What is a Vegan Diet?

The rise of new diet plans and fad fitness routines has left many people to think, “Do I really need any of this”? 

Understanding what some of these diets are and how they work can let you decide if one could be better for your goals and lifestyle. 

A vegan diet is one of the most popular diet plans to hit the scene. Vegetarian lifestyles have been around since the beginning of time, but only recently have people started to look at removing dairy and other animal products from their diet. 

What Can You Eat? 

With a vegan diet, you can eat anything that is not made from animal sources or uses animal products in the product creation process. 

This means no meats, eggs, or dairy products for a start. Also, avoid whey, cheese flavors, and other ingredients typically seen in processed foods that contain animal-based ingredients. 

This leaves you with a world of fresh fruit, vegetables, grains, beans, nuts, seeds, legumes and other food that does not contain animal products. 

Why Go Vegan? 

There are a host of reasons why someone would choose to switch to a vegan diet. 

Typically, there are three main reasons to go vegan: 

1. Personal health. Research shows that a vegan diet can be beneficial for a healthier heart, lowering the risk for heart disease and even some cancers. 

  • A plant-based diet that has a shortage of animal products has also been shown to lower inflammation and reduce the risk of obesity caused illnesses. 
  • If you are concerned about the effect that a particular food has on the human body, a plant-based diet could be beneficial for you. 

2. Ethical perspective. Many people disagree with the concept of animal agriculture. They see the need for animals dying for food as cruel, unnecessary, and unsustainable. 

  • There’s no doubt that confined animal feeding operations (CAFOs), in particular, are very cruel to the animals. 
  • For many, the ethical argument is resolved by using only meat from animals that are treated humanely. 
  • If you are concerned about the health and welfare of animals, switching to a vegan diet could help you to feel more ethically secure. 

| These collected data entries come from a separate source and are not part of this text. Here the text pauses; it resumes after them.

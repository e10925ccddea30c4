#![forbid(unsafe_code)]

pub mod feed;
pub mod irc;
pub mod shortener;

use std::fmt;
use std::time::{Duration, SystemTime};

use relay_domain::{ChannelName, MessageTarget, Nick};
use tokio::sync::mpsc;
use url::Url;
use uuid::Uuid;

/// Transport → relay chat notification.
#[derive(Debug, Clone)]
pub enum ChatEvent {
	/// Server accepted our registration (`001`).
	Registered { nick: String },

	/// `PRIVMSG` addressed to a channel we are in or to us directly.
	Message(IncomingMessage),

	/// `NOTICE` (services replies land here).
	Notice(IncomingMessage),

	/// Connection to the chat server was lost.
	Disconnected { reason: String },
}

/// Inbound chat line with its parsed sender and target.
#[derive(Debug, Clone)]
pub struct IncomingMessage {
	pub sender: Nick,
	pub target: MessageTarget,
	pub text: String,
}

impl IncomingMessage {
	/// Where a reply should go: the channel it was said in, or back to the sender.
	pub fn reply_target(&self) -> MessageTarget {
		match &self.target {
			MessageTarget::Channel(c) => MessageTarget::Channel(c.clone()),
			MessageTarget::User(_) => MessageTarget::User(self.sender.clone()),
		}
	}

	pub fn channel(&self) -> Option<&ChannelName> {
		self.target.as_channel()
	}
}

/// Feed → relay notification.
#[derive(Debug, Clone)]
pub enum FeedEvent {
	/// Named socket event with its (first) argument.
	Event(FeedPayload),

	/// Subscription status update.
	Status(FeedStatus),
}

#[derive(Debug, Clone)]
pub struct FeedPayload {
	pub name: String,
	pub payload: serde_json::Value,
	pub session_id: String,
	pub received_at: SystemTime,
}

#[derive(Debug, Clone)]
pub struct FeedStatus {
	pub connected: bool,
	pub detail: String,
	pub last_error: Option<String>,
}

pub type ChatEventTx = mpsc::Sender<ChatEvent>;
pub type ChatEventRx = mpsc::Receiver<ChatEvent>;
pub type FeedEventTx = mpsc::Sender<FeedEvent>;
pub type FeedEventRx = mpsc::Receiver<FeedEvent>;

/// Outbound chat primitives used by the relay.
#[async_trait::async_trait]
pub trait ChatTransport: Send + Sync + 'static {
	/// Join a channel; resolves once the server confirmed (or refused) the join.
	async fn join(&self, channel: &ChannelName) -> anyhow::Result<()>;

	async fn part(&self, channel: &ChannelName, reason: Option<&str>) -> anyhow::Result<()>;

	async fn send_message(&self, target: &MessageTarget, text: &str) -> anyhow::Result<()>;

	async fn quit(&self, reason: &str) -> anyhow::Result<()>;
}

/// Lifecycle control for the upstream feed subscription.
#[async_trait::async_trait]
pub trait FeedControl: Send + 'static {
	/// Establish a subscription. Any previous subscription is torn down first.
	async fn connect(&mut self, url: &Url) -> anyhow::Result<()>;

	/// Tear down the subscription and wait until its task has exited.
	async fn disconnect(&mut self);

	/// URL of the live subscription, if any.
	fn current_url(&self) -> Option<&Url>;
}

/// Remote URL shortening service.
#[async_trait::async_trait]
pub trait Shortener: Send + Sync + 'static {
	async fn shorten(&self, url: &str) -> anyhow::Result<String>;
}

/// Wrapper that redacts in logs.
#[derive(Clone, PartialEq, Eq)]
pub struct SecretString(String);

impl SecretString {
	pub fn new(s: impl Into<String>) -> Self {
		Self(s.into())
	}

	/// Access the inner secret string.
	pub fn expose(&self) -> &str {
		&self.0
	}
}

impl fmt::Debug for SecretString {
	fn fmt(&self, f: &mut fmt::Formatter<'_>) -> fmt::Result {
		f.write_str("SecretString(<redacted>)")
	}
}

impl fmt::Display for SecretString {
	fn fmt(&self, f: &mut fmt::Formatter<'_>) -> fmt::Result {
		f.write_str("<redacted>")
	}
}

/// Build a feed status event.
pub fn feed_status(connected: bool, detail: impl Into<String>) -> FeedEvent {
	FeedEvent::Status(FeedStatus {
		connected,
		detail: detail.into(),
		last_error: None,
	})
}

/// Build a feed error status event.
pub fn feed_status_error(detail: impl Into<String>, err: impl fmt::Display) -> FeedEvent {
	FeedEvent::Status(FeedStatus {
		connected: false,
		detail: detail.into(),
		last_error: Some(err.to_string()),
	})
}

/// Generate an opaque session id.
pub fn new_session_id() -> String {
	Uuid::new_v4().to_string()
}

/// Exponential backoff clamped to `[min, max]`.
pub fn backoff_delay(attempt: u32, min: Duration, max: Duration) -> Duration {
	let pow = attempt.min(16);
	let ms = min.as_millis().saturating_mul(1u128 << pow);
	let d = Duration::from_millis(ms.min(u64::MAX as u128) as u64);
	d.min(max).max(min)
}

#[cfg(test)]
mod tests {
	use super::*;

	#[test]
	fn secret_string_is_redacted() {
		let s = SecretString::new("hunter2");
		assert_eq!(format!("{s}"), "<redacted>");
		assert_eq!(format!("{s:?}"), "SecretString(<redacted>)");
		assert_eq!(s.expose(), "hunter2");
	}

	#[test]
	fn backoff_doubles_and_clamps() {
		let min = Duration::from_millis(500);
		let max = Duration::from_secs(30);
		assert_eq!(backoff_delay(0, min, max), min);
		assert_eq!(backoff_delay(1, min, max), Duration::from_secs(1));
		assert_eq!(backoff_delay(3, min, max), Duration::from_secs(4));
		assert_eq!(backoff_delay(40, min, max), max);
	}

	#[test]
	fn reply_target_prefers_channel() {
		let in_channel = IncomingMessage {
			sender: Nick::new("dave").unwrap(),
			target: MessageTarget::parse("#skr").unwrap(),
			text: "`np".to_string(),
		};
		assert_eq!(in_channel.reply_target().as_str(), "#skr");

		let direct = IncomingMessage {
			sender: Nick::new("dave").unwrap(),
			target: MessageTarget::parse("splitkit-relay").unwrap(),
			text: "`np".to_string(),
		};
		assert_eq!(direct.reply_target().as_str(), "dave");
		assert!(direct.channel().is_none());
	}
}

3. Environmental sustainability. Recent research has shown that animal agriculture is a contributor to global climate change. Many factory-farmed animals such as chickens, pigs, and cows outnumber humans by over five times. This number of animals could be unsustainable to feed and grow. 

  • In other words, growing this number of animals draws a large amount of water and food supply. 
  • In addition, CAFOs produce huge amounts of pollution to a large area surrounding the facility. For example, the runoff of pollutants into the land, nearby streams and rivers, and the water tables is disturbing. 

Is a Vegan Diet for You? 

You now have a brief overview of what a vegan diet entails, and why people would choose to switch to eating plants over animal products. 

A vegan diet is not for everyone. Additionally, it’s not a quick fix for an unhealthy lifestyle. 

Yet, when performed properly, a vegan diet can be one of the most effective ways to ensure that you are lowering your risk for chronic diseases, living longer, and giving back to the earth in a sustainable way.